● Work required: Report the count of lines containing the word "module" in these records, with no other text.

---

//! The five-color palette and its text exports.

use std::fmt::Write as _;

use serde::{Deserialize, Serialize};

use crate::color::Color;

/// Number of entries in every palette.
pub const PALETTE_SIZE: usize = 5;

/// Neutral gray used to pad palettes when an image yields too few colors.
///
/// A product choice rather than a derived value; overridable through
/// [`crate::config::PaletteConfig::placeholder`].
pub const PLACEHOLDER: Color = Color::new(0xe5, 0xe7, 0xeb);

/// An ordered, fixed-length set of colors.
///
/// Index 0 is the entry selected after the palette is regenerated; beyond that
/// order carries no ranking and entries need not be unique.
#[derive(Debug, Clone, Copy, PartialEq, Eq, Hash, Serialize, Deserialize)]
#[serde(transparent)]
pub struct Palette([Color; PALETTE_SIZE]);

impl Palette {
    pub const fn new(colors: [Color; PALETTE_SIZE]) -> Self {
        Self(colors)
    }

    /// Build a palette from any number of candidates: extras are dropped and
    /// missing entries are filled with `filler`.
    pub fn from_candidates<I>(candidates: I, filler: Color) -> Self
    where
        I: IntoIterator<Item = Color>,
    {
        let mut colors = [filler; PALETTE_SIZE];
        for (slot, color) in colors.iter_mut().zip(candidates) {
            *slot = color;
        }
        Self(colors)
    }

    /// The entry auto-selected after regeneration.
    pub const fn first(&self) -> Color {
        let [first, ..] = self.0;
        first
    }

    pub fn get(&self, index: usize) -> Option<Color> {
        self.0.get(index).copied()
    }

    pub fn iter(&self) -> impl Iterator<Item = Color> + '_ {
        self.0.iter().copied()
    }

    pub const fn colors(&self) -> &[Color; PALETTE_SIZE] {
        &self.0
    }

    pub fn contains(&self, color: Color) -> bool {
        self.0.contains(&color)
    }

    /// Hex strings in palette order.
    pub fn to_hex_strings(&self) -> Vec<String> {
        self.iter().map(Color::to_hex).collect()
    }

    /// CSS custom properties `--p1`..`--p5` inside a `:root` block.
    pub fn to_css_variables(&self) -> String {
        let vars = self
            .iter()
            .enumerate()
            .map(|(i, color)| format!("  --p{}: {color};", i + 1))
            .collect::<Vec<_>>()
            .join("\n");
        format!(":root {{\n{vars}\n}}")
    }

    /// Tailwind config extending the theme colors with `"p1"`..`"p5"`.
    pub fn to_tailwind_config(&self) -> String {
        let mut out = String::from("module.exports = {\n  theme: { extend: { colors: {\n");
        for (i, color) in self.iter().enumerate() {
            // Writing to a String cannot fail
            let _ = writeln!(out, "    \"p{}\": \"{color}\",", i + 1);
        }
        out.push_str("  } } }\n}");
        out
    }
}

impl From<[Color; PALETTE_SIZE]> for Palette {
    fn from(colors: [Color; PALETTE_SIZE]) -> Self {
        Self(colors)
    }
}

impl<'a> IntoIterator for &'a Palette {
    type Item = &'a Color;
    type IntoIter = std::slice::Iter<'a, Color>;

    fn into_iter(self) -> Self::IntoIter {
        self.0.iter()
    }
}

#[cfg(test)]
#[allow(
    clippy::unwrap_used,
    clippy::expect_used,
    clippy::indexing_slicing,
    clippy::panic
)]
mod tests {
    use super::*;

    fn grays() -> Palette {
        Palette::new([
            Color::new(0x11, 0x11, 0x11),
            Color::new(0x22, 0x22, 0x22),
            Color::new(0x33, 0x33, 0x33),
            Color::new(0x44, 0x44, 0x44),
            Color::new(0x55, 0x55, 0x55),
        ])
    }

    #[test]
    fn test_placeholder_literal() {
        assert_eq!(PLACEHOLDER.to_hex(), "#e5e7eb");
    }

    #[test]
    fn test_from_candidates_pads() {
        let red = Color::new(255, 0, 0);
        let blue = Color::new(0, 0, 255);
        let p = Palette::from_candidates([red, blue], PLACEHOLDER);
        assert_eq!(p.colors(), &[red, blue, PLACEHOLDER, PLACEHOLDER, PLACEHOLDER]);
    }

    #[test]
    fn test_from_candidates_truncates() {
        let candidates = (0..6u8).map(|i| Color::new(i, i, i));
        let p = Palette::from_candidates(candidates, PLACEHOLDER);
        assert_eq!(p.get(4), Some(Color::new(4, 4, 4)));
        assert_eq!(p.get(5), None);
    }

    #[test]
    fn test_from_candidates_empty() {
        let p = Palette::from_candidates(std::iter::empty(), PLACEHOLDER);
        assert!(p.iter().all(|c| c == PLACEHOLDER));
    }

    #[test]
    fn test_css_export_exact() {
        let expected = ":root {\n  --p1: #111111;\n  --p2: #222222;\n  --p3: #333333;\n  --p4: #444444;\n  --p5: #555555;\n}";
        assert_eq!(grays().to_css_variables(), expected);
    }

    #[test]
    fn test_tailwind_export_exact() {
        let expected = "module.exports = {\n  theme: { extend: { colors: {\n    \"p1\": \"#111111\",\n    \"p2\": \"#222222\",\n    \"p3\": \"#333333\",\n    \"p4\": \"#444444\",\n    \"p5\": \"#555555\",\n  } } }\n}";
        assert_eq!(grays().to_tailwind_config(), expected);
    }

    #[test]
    fn test_serializes_as_array_of_hex() {
        let json = serde_json::to_string(&grays()).unwrap();
        assert_eq!(
            json,
            r##"["#111111","#222222","#333333","#444444","#555555"]"##
        );
        let back: Palette = serde_json::from_str(&json).unwrap();
        assert_eq!(back, grays());
    }
}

---

● Exercise answer: 2